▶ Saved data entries
########################################

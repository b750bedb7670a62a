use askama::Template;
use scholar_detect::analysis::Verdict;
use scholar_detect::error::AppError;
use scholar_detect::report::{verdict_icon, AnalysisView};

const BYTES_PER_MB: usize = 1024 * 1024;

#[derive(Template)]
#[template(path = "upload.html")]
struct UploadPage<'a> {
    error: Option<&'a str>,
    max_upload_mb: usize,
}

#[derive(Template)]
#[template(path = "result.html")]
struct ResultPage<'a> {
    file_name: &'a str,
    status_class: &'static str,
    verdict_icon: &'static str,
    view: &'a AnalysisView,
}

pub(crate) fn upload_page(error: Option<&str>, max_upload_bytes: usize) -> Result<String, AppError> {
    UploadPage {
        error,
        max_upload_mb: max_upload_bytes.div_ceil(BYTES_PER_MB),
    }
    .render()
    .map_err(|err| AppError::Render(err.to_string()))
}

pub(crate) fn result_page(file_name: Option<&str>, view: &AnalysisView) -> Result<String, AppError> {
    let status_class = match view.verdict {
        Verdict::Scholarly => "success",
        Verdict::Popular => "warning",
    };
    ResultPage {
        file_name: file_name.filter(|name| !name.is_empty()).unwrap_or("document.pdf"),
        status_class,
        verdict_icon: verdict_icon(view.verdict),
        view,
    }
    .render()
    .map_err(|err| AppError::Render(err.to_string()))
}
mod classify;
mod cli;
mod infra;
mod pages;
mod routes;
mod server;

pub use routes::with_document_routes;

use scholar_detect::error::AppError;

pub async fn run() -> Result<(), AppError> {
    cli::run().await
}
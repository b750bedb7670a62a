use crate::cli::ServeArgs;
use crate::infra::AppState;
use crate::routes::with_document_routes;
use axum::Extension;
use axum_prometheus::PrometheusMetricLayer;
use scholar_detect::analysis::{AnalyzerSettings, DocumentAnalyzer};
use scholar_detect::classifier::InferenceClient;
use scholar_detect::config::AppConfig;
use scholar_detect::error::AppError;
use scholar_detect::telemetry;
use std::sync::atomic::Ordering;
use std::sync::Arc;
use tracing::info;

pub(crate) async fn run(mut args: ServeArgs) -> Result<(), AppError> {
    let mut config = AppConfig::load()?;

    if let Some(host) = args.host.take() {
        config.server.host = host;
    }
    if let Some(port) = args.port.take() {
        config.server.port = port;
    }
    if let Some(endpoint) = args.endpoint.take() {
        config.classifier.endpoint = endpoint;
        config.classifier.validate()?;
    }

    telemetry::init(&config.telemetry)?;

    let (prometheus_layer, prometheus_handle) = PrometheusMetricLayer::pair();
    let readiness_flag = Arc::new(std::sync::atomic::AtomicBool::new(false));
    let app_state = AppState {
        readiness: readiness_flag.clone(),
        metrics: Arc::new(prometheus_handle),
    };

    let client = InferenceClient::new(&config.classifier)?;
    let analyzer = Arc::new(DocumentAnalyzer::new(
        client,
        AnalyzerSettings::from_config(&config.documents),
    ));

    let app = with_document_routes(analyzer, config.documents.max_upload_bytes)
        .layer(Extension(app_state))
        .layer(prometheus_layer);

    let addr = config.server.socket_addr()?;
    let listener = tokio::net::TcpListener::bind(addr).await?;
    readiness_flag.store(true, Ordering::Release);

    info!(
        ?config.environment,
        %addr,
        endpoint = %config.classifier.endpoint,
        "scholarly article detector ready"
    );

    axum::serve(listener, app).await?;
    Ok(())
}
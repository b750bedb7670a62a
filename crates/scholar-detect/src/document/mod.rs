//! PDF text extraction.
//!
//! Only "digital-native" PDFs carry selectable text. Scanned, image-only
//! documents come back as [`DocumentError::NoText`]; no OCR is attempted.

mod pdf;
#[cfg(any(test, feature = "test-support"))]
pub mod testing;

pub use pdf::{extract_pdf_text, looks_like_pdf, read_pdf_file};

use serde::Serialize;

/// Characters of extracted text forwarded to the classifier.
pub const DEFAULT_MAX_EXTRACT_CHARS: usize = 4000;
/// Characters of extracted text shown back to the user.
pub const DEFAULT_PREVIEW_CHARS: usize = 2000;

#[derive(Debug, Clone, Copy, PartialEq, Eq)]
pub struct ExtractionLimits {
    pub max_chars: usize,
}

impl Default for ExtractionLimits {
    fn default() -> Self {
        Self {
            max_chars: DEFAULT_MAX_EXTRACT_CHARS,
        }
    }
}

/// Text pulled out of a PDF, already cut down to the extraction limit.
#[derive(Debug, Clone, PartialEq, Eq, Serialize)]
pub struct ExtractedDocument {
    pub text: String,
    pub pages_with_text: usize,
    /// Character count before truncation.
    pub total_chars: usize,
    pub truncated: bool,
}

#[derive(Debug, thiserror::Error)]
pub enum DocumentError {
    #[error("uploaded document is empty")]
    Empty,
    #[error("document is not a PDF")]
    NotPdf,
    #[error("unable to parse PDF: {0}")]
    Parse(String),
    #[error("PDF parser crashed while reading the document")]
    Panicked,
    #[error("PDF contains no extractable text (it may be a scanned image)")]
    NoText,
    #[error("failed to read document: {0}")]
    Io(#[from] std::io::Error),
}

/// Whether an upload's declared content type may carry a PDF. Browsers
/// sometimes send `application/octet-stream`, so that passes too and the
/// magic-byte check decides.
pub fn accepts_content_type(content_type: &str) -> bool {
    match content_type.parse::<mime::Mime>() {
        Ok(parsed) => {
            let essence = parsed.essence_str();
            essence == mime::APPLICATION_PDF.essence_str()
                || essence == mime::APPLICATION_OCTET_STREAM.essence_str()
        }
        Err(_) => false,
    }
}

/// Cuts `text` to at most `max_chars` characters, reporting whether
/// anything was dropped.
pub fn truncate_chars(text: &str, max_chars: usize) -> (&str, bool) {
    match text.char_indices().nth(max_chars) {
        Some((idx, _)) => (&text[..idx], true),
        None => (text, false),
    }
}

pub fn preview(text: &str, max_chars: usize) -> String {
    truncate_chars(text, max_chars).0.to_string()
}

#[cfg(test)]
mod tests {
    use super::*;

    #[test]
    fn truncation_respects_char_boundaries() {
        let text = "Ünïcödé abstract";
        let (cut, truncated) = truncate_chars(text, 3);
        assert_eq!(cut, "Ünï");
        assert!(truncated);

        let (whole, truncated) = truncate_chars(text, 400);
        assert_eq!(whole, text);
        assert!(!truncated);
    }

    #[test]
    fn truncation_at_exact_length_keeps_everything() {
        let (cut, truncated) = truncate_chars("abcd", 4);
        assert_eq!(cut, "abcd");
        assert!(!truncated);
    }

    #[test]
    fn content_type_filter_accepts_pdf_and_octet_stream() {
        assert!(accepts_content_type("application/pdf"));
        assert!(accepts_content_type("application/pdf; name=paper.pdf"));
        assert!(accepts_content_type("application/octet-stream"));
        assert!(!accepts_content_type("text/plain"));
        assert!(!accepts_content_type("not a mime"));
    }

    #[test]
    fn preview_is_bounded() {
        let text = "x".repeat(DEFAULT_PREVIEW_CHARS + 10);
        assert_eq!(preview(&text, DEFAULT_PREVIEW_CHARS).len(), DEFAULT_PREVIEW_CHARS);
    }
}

########################################

▶ BRIEF
Each line of the entries that contains "Debug" counts once; state the total as a bare number.

▶ RESPONSE TO THIS TASK
3